The officers – an unnamed superintendent and a sergeant from outside the Mullingar area – said McCabe had admitted he ‘bore a grudge’ while making allegations of malpractice against a superior.
This evidence was used to demonstrate Sgt McCabe’s ‘malice’.
It was only when Sgt McCabe produced a tape recording of the conversation that the matter was quietly dropped.
Michael Clifford in today’s Irish Examiner writes:
If the commissioner is to retain credibility as a leader who wants to oversee a force where whistleblowing is welcomed as a positive element of policing, she needs to explain whether she was aware that two of her officers were going to give false evidence against another, McCabe, a man whom the commissioner had publicly lauded.
If she did know that false evidence might be proffered under those circumstances, her position is untenable.
If she didn’t know, there are plenty of questions that require answers. In such a scenario she was misinformed by her officers.
How well did she research the claims being made by the two officers? This, after all, was something that would put her in direct conflict with McCabe whom she had publicly lauded.
Surely she would want to know exactly what she was getting into.

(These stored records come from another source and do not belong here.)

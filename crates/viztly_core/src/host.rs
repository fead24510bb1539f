//! Collaborators the dispatcher calls out to: clipboard and file picker.
//!
//! A dismissed picker is not an error. `open` returns `Ok(None)` and
//! `save` returns `Ok(false)` so callers can leave state untouched.

use crate::error::OutlineError;

/// System clipboard access.
pub trait Clipboard {
    fn read_text(&mut self) -> Result<Option<String>, OutlineError>;
    fn write_text(&mut self, text: &str) -> Result<(), OutlineError>;
}

/// File picker plus the file read/write behind it.
pub trait FileStore {
    /// Ask the user for a file and return its contents.
    fn open(&mut self) -> Result<Option<String>, OutlineError>;
    /// Ask the user where to save `text`, suggesting `suggested_name`.
    fn save(&mut self, suggested_name: &str, text: &str) -> Result<bool, OutlineError>;
}

/// Process-local clipboard.
#[derive(Debug, Default, Clone)]
pub struct MemoryClipboard {
    contents: Option<String>,
}

impl MemoryClipboard {
    pub fn with_text(text: impl Into<String>) -> Self {
        Self {
            contents: Some(text.into()),
        }
    }

    pub fn contents(&self) -> Option<&str> {
        self.contents.as_deref()
    }
}

impl Clipboard for MemoryClipboard {
    fn read_text(&mut self) -> Result<Option<String>, OutlineError> {
        Ok(self.contents.clone())
    }

    fn write_text(&mut self, text: &str) -> Result<(), OutlineError> {
        self.contents = Some(text.to_string());
        Ok(())
    }
}

/// In-memory file store; an empty pending open acts as a dismissed picker.
#[derive(Debug, Default, Clone)]
pub struct MemoryFiles {
    /// Contents handed out by the next `open`.
    pub pending_open: Option<String>,
    /// Every accepted save as `(name, text)`.
    pub saved: Vec<(String, String)>,
    /// When set, `save` behaves as if the user dismissed the picker.
    pub dismiss_saves: bool,
}

impl FileStore for MemoryFiles {
    fn open(&mut self) -> Result<Option<String>, OutlineError> {
        Ok(self.pending_open.take())
    }

    fn save(&mut self, suggested_name: &str, text: &str) -> Result<bool, OutlineError> {
        if self.dismiss_saves {
            return Ok(false);
        }
        self.saved.push((suggested_name.to_string(), text.to_string()));
        Ok(true)
    }
}

/// Host without any file access.
#[derive(Debug, Default, Clone, Copy)]
pub struct NoFileAccess;

impl FileStore for NoFileAccess {
    fn open(&mut self) -> Result<Option<String>, OutlineError> {
        Err(OutlineError::Unsupported(
            "host has no file open picker".to_string(),
        ))
    }

    fn save(&mut self, _suggested_name: &str, _text: &str) -> Result<bool, OutlineError> {
        Err(OutlineError::Unsupported(
            "host has no file save picker".to_string(),
        ))
    }
}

If she didn’t know then, she was inadvertently placed in a position where she was party to an attempt to mislead the inquiry.
Surely she must be hopping mad on a personal basis if that is the case.
On a professional basis what has she done? The Irish Examiner understands that absolutely no action has been taken against the two since this affair emerged last May.
How exactly has the commissioner dealt with a matter that could be a conspiracy to commit a crime within her force in an attempt to discredit a whistleblower?